Among the entries below, find each line holding "first" and return it.

═══ Records for this task ═══

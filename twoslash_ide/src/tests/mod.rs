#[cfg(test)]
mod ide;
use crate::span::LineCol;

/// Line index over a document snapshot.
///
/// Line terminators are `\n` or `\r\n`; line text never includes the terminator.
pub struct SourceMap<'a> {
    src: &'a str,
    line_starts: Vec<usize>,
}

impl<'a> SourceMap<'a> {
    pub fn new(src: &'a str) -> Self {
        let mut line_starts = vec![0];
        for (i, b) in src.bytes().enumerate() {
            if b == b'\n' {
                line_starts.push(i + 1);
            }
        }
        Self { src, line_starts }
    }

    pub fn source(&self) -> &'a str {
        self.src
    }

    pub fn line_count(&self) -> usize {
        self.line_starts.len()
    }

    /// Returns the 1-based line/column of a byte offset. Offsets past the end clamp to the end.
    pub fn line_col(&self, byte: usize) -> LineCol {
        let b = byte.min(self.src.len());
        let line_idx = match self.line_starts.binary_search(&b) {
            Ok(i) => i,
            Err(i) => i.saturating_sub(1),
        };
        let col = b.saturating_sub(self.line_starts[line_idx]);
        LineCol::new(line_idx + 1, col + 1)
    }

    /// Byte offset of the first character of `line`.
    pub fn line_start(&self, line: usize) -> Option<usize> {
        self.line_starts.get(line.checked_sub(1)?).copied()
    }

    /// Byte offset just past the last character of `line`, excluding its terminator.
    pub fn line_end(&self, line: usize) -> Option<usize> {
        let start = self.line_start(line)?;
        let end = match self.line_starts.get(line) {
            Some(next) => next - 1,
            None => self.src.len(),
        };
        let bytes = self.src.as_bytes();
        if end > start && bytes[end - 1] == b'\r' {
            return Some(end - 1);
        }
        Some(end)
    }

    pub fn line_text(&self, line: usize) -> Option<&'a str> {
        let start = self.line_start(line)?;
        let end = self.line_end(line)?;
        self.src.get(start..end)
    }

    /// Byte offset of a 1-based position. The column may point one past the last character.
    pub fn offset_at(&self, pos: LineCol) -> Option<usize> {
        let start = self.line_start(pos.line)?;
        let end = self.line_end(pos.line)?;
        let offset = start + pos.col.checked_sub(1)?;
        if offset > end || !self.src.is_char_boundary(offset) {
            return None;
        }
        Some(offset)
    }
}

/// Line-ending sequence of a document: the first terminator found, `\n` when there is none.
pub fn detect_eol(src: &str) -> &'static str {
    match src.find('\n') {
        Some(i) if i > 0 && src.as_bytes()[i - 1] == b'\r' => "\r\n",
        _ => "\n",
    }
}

═══

* [Task response]:
    /// Byte offset of the first character of `line`.
/// Line-ending sequence of a document: the first terminator found, `\n` when there is none.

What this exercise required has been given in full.